Quando visitare Torre dell’Orso
La spiaggia è frequentata da maggio a ottobre.
Giugno
Mare già caldo e minore affollamento.
Luglio
Condizioni ideali per la balneazione.
Agosto
Periodo più affollato ma anche più vivace.
Settembre
Per molti rappresenta il mese perfetto grazie alle temperature ancora estive e alla tranquillità ritrovata.
Cosa vedere nei dintorni
Uno dei punti di forza di Torre dell’Orso è la vicinanza ad alcune delle attrazioni più famose del Salento.
Grotta della Poesia
Considerata una delle piscine naturali più belle del mondo.
Si trova a pochi minuti di distanza.
Le acque limpide e il contesto archeologico la rendono una tappa imperdibile.
Roca Vecchia
Importante sito archeologico affacciato sul mare.
Qui si possono osservare resti messapici, medievali e antiche fortificazioni.
Sant’Andrea
A pochi chilometri sorgono i famosi faraglioni di Sant’Andrea, considerati tra i più spettacolari della costa adriatica pugliese.
Itinerario perfetto di una giornata
Ore 8.30
Arrivo a Torre dell’Orso.
Ore 9
Passeggiata panoramica sulla scogliera.
Ore 10
Bagno e relax in spiaggia.
Ore 13
Pranzo sul lungomare.
Ore 15
Visita alla Grotta della Poesia.
Ore 17
Escursione a Roca Vecchia.
Ore 19
Aperitivo con vista sulle Due Sorelle.
Ore 21
Cena in centro.
Dove mangiare a Torre dell’Orso
L’offerta gastronomica è ampia e adatta a tutte le esigenze.
Tra le specialità da provare:
- linguine ai frutti di mare
- ricci di mare
- polpo arrosto
- frittura di paranza
- friselle salentine
- puccia leccese
Molti locali sul lungomare offrono tavoli vista mare particolarmente suggestivi al tramonto.

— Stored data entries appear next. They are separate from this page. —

// Vector property test.
//
// Model: std::vec::Vec with the same operations applied, swap_remove
// included, so reordering is mirrored exactly.
// Invariants checked after every op:
//   len == model.len(), len <= capacity, contents equal element-wise,
//   capacity never shrinks.
use dense_dict::Vector;
use proptest::prelude::*;

#[derive(Clone, Debug)]
enum Op {
    Push(u32),
    Pop,
    SwapRemove(usize),
    Append(Vec<u32>),
}

fn arb_op() -> impl Strategy<Value = Op> {
    prop_oneof![
        4 => any::<u32>().prop_map(Op::Push),
        2 => Just(Op::Pop),
        2 => any::<usize>().prop_map(Op::SwapRemove),
        1 => proptest::collection::vec(any::<u32>(), 0..12).prop_map(Op::Append),
    ]
}

proptest! {
    #[test]
    fn prop_vector_matches_std_vec(
        init_cap in 1usize..=8,
        ops in proptest::collection::vec(arb_op(), 1..200),
    ) {
        let mut sut: Vector<u32> = Vector::with_capacity(init_cap);
        let mut model: Vec<u32> = Vec::new();

        for op in ops {
            let cap_before = sut.capacity();
            match op {
                Op::Push(x) => {
                    sut.push(x);
                    model.push(x);
                }
                Op::Pop => {
                    prop_assert_eq!(sut.pop(), model.pop());
                }
                Op::SwapRemove(raw) => {
                    if !model.is_empty() {
                        let i = raw % model.len();
                        prop_assert_eq!(sut.swap_remove(i), model.swap_remove(i));
                    }
                }
                Op::Append(items) => {
                    let back: Vector<u32> = items.iter().copied().collect();
                    sut.append(&back);
                    model.extend_from_slice(&items);
                    prop_assert_eq!(back.as_slice(), items.as_slice());
                }
            }

            prop_assert_eq!(sut.len(), model.len());
            prop_assert!(sut.len() <= sut.capacity());
            prop_assert!(sut.capacity() >= cap_before);
            prop_assert_eq!(sut.as_slice(), model.as_slice());
        }
    }
}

Le migliori fotografie da scattare
Gli influencer e i fotografi scelgono generalmente tre punti panoramici:
Belvedere delle Due Sorelle
Perfetto per foto panoramiche.
Spiaggia centrale
Ideale per immortalare il colore dell’acqua.
Scogliera lato sud
Uno dei punti meno affollati e più scenografici.
Curiosità
Torre dell’Orso è una delle spiagge più cercate online dagli utenti italiani durante il periodo estivo.
Le immagini dei suoi faraglioni compaiono frequentemente nelle campagne promozionali dedicate al turismo pugliese.
Negli ultimi anni la località è diventata particolarmente popolare anche tra i creator digitali e i videomaker grazie ai suoi paesaggi naturali.
FAQ
Torre dell’Orso è adatta ai bambini?
Sì, grazie alla sabbia morbida e al fondale che scende gradualmente.
Quanto dista da Lecce?
Circa 30 chilometri.
Le Due Sorelle si possono raggiungere?
Solo a nuoto o con piccole imbarcazioni quando il mare è calmo.
Qual è il periodo migliore?
Giugno e settembre offrono il miglior equilibrio tra clima e affluenza.
Vale la pena visitare la Grotta della Poesia?
Assolutamente sì. Si trova a pochi minuti ed è una delle attrazioni naturali più spettacolari della Puglia.